How to complete this task
Produce a copy of every line in the records that holds the string "links".

(Collected data entries)
-- Opening Marker --

//! Field coercions for hand-edited content documents.
//!
//! `myData.json` is written by hand, so numbers arrive as strings and flags
//! arrive as whatever was typed. These helpers read such fields the way the
//! site always has: loosely, never failing.

use serde::{Deserialize, Deserializer};
use serde_json::Value;

/// Coerce a JSON value to a number; anything unreadable becomes 0.
pub fn coerce_number(value: &Value) -> f64 {
    let n = match value {
        Value::Number(n) => n.as_f64().unwrap_or(0.0),
        Value::String(s) => {
            let trimmed = s.trim();
            if trimmed.is_empty() {
                0.0
            } else {
                trimmed.parse::<f64>().unwrap_or(0.0)
            }
        }
        Value::Bool(true) => 1.0,
        _ => 0.0,
    };
    if n.is_nan() { 0.0 } else { n }
}

/// Truthiness of a JSON value.
pub fn coerce_truthy(value: &Value) -> bool {
    match value {
        Value::Null => false,
        Value::Bool(b) => *b,
        Value::Number(n) => n.as_f64().is_some_and(|f| f != 0.0 && !f.is_nan()),
        Value::String(s) => !s.is_empty(),
        Value::Array(_) | Value::Object(_) => true,
    }
}

/// Text form of a scalar JSON value; `None` for null, arrays and objects.
pub fn coerce_string(value: &Value) -> Option<String> {
    match value {
        Value::String(s) => Some(s.clone()),
        Value::Number(n) => Some(n.to_string()),
        Value::Bool(b) => Some(b.to_string()),
        Value::Null | Value::Array(_) | Value::Object(_) => None,
    }
}

pub(crate) fn string<'de, D>(deserializer: D) -> Result<String, D::Error>
where
    D: Deserializer<'de>,
{
    let value = Value::deserialize(deserializer)?;
    Ok(coerce_string(&value).unwrap_or_default())
}

pub(crate) fn optional_string<'de, D>(deserializer: D) -> Result<Option<String>, D::Error>
where
    D: Deserializer<'de>,
{
    let value = Value::deserialize(deserializer)?;
    Ok(coerce_string(&value))
}

/// Read an object-valued field; any other shape becomes `None`.
pub(crate) fn object<'de, D, T>(deserializer: D) -> Result<Option<T>, D::Error>
where
    D: Deserializer<'de>,
    T: serde::de::DeserializeOwned,
{
    let value = Value::deserialize(deserializer)?;
    if !value.is_object() {
        return Ok(None);
    }
    Ok(T::deserialize(&value).ok())
}

pub(crate) fn number<'de, D>(deserializer: D) -> Result<f64, D::Error>
where
    D: Deserializer<'de>,
{
    let value = Value::deserialize(deserializer)?;
    Ok(coerce_number(&value))
}

pub(crate) fn truthy<'de, D>(deserializer: D) -> Result<bool, D::Error>
where
    D: Deserializer<'de>,
{
    let value = Value::deserialize(deserializer)?;
    Ok(coerce_truthy(&value))
}
//! Markdown and text escaping for rendered pages.

use pulldown_cmark::{Event, Options, Parser, html};

/// Render project Markdown to HTML.
///
/// Raw HTML embedded in the Markdown is shown as text, not injected.
pub fn markdown_to_html(markdown: &str) -> String {
    let options = Options::ENABLE_TABLES | Options::ENABLE_STRIKETHROUGH;
    let parser = Parser::new_ext(markdown, options).map(|event| match event {
        Event::Html(raw) | Event::InlineHtml(raw) => Event::Text(raw),
        other => other,
    });

    let mut out = String::with_capacity(markdown.len() * 3 / 2);
    html::push_html(&mut out, parser);
    out
}

/// Escape text for use in element content or quoted attributes.
pub fn escape_html(text: &str) -> String {
    let mut out = String::with_capacity(text.len());
    for c in text.chars() {
        match c {
            '&' => out.push_str("&amp;"),
            '<' => out.push_str("&lt;"),
            '>' => out.push_str("&gt;"),
            '"' => out.push_str("&quot;"),
            '\'' => out.push_str("&#39;"),
            _ => out.push(c),
        }
    }
    out
}
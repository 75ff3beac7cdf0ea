// src/render/components.rs

//! HTML fragments for individual content entities.

use std::fmt::Write;

use crate::models::{Badge, Connection, Project, Skill};
use crate::utils::SiteBase;

use super::markdown::{escape_html, markdown_to_html};

/// Collapsible "Read more" section of a project card.
///
/// The section animates between zero height and the measured height of its
/// content.
#[derive(Debug, Clone, Copy, PartialEq, Eq, Default)]
pub struct Disclosure {
    pub open: bool,
    /// Measured height of the expanded content, in pixels
    pub content_height: u32,
}

impl Disclosure {
    pub fn toggle(&mut self) {
        self.open = !self.open;
    }

    /// Update the measured height (on content change or resize).
    pub fn measure(&mut self, content_height: u32) {
        self.content_height = content_height;
    }

    pub fn button_label(&self) -> &'static str {
        if self.open { "Hide details" } else { "Read more" }
    }

    /// Inline style of the collapsible container.
    pub fn style(&self) -> String {
        if self.open {
            format!(
                "max-height: {}px; opacity: 1; margin-top: 8px",
                self.content_height
            )
        } else {
            "max-height: 0px; opacity: 0; margin-top: 0px".to_string()
        }
    }
}

fn link_row(project: &Project) -> String {
    let links = project.links();
    if links.is_empty() {
        return String::new();
    }
    let mut out = String::from(r#"<div class="link-row subtle">"#);
    for link in links {
        let _ = write!(
            out,
            r#"<a class="project-chip" data-link="{}" href="{}" target="_blank" rel="noreferrer">{}</a>"#,
            link.kind.key(),
            escape_html(link.url),
            link.kind.label()
        );
    }
    out.push_str("</div>");
    out
}

/// Full card used on the projects page.
pub fn project_card(project: &Project, disclosure: &Disclosure) -> String {
    let mut out = String::from(r#"<article class="project-card">"#);
    let _ = write!(
        out,
        r#"<div class="project-header"><h3>{}</h3><div class="meta-tags"><span class="pill outline">{}</span></div></div>"#,
        escape_html(&project.name),
        escape_html(project.category_label())
    );
    let _ = write!(
        out,
        r#"<div class="project-copy">{}</div>"#,
        markdown_to_html(project.summary())
    );

    out.push_str(r#"<div class="project-options">"#);
    if project.details().is_some() {
        let _ = write!(
            out,
            r#"<button type="button" class="project-chip" aria-expanded="{}">{}</button>"#,
            disclosure.open,
            disclosure.button_label()
        );
    }
    out.push_str(&link_row(project));
    out.push_str("</div>");

    if let Some(details) = project.details() {
        let _ = write!(
            out,
            r#"<div class="details-outer" style="{}"><div class="project-copy">{}</div></div>"#,
            disclosure.style(),
            markdown_to_html(details)
        );
    }
    out.push_str("</article>");
    out
}

/// Compact card used for featured projects on the home page.
pub fn project_preview(project: &Project) -> String {
    format!(
        r#"<article class="project-preview"><h3>{}</h3><div class="project-copy">{}</div>{}</article>"#,
        escape_html(&project.name),
        markdown_to_html(project.summary()),
        link_row(project)
    )
}

pub fn skill_chip(skill: &Skill, base: &SiteBase) -> String {
    let name = escape_html(&skill.name);
    format!(
        r#"<div class="skill-chip"><img src="{}" alt="{name}" /><span>{name}</span></div>"#,
        escape_html(&base.icon_for_skill(&skill.name))
    )
}

pub fn connection_chip(connection: &Connection, base: &SiteBase) -> String {
    let icon = base
        .resolve_icon(connection.icon.as_deref())
        .unwrap_or_else(|| base.icon_for_label(&connection.label));
    let label = escape_html(&connection.label);
    format!(
        r#"<a class="chip" href="{}" target="_blank" rel="noreferrer" aria-label="{label}"><img src="{}" alt="{label}" class="connection-icon" /></a>"#,
        escape_html(&connection.url),
        escape_html(&icon)
    )
}

pub fn badge_pill(badge: &Badge) -> String {
    let style = if badge.stand_out { "accent" } else { "outline" };
    format!(
        r#"<span class="pill {style}">{}</span>"#,
        escape_html(&badge.text)
    )
}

-- Closing Marker --

Output of the task
    let links = project.links();
    if links.is_empty() {
    for link in links {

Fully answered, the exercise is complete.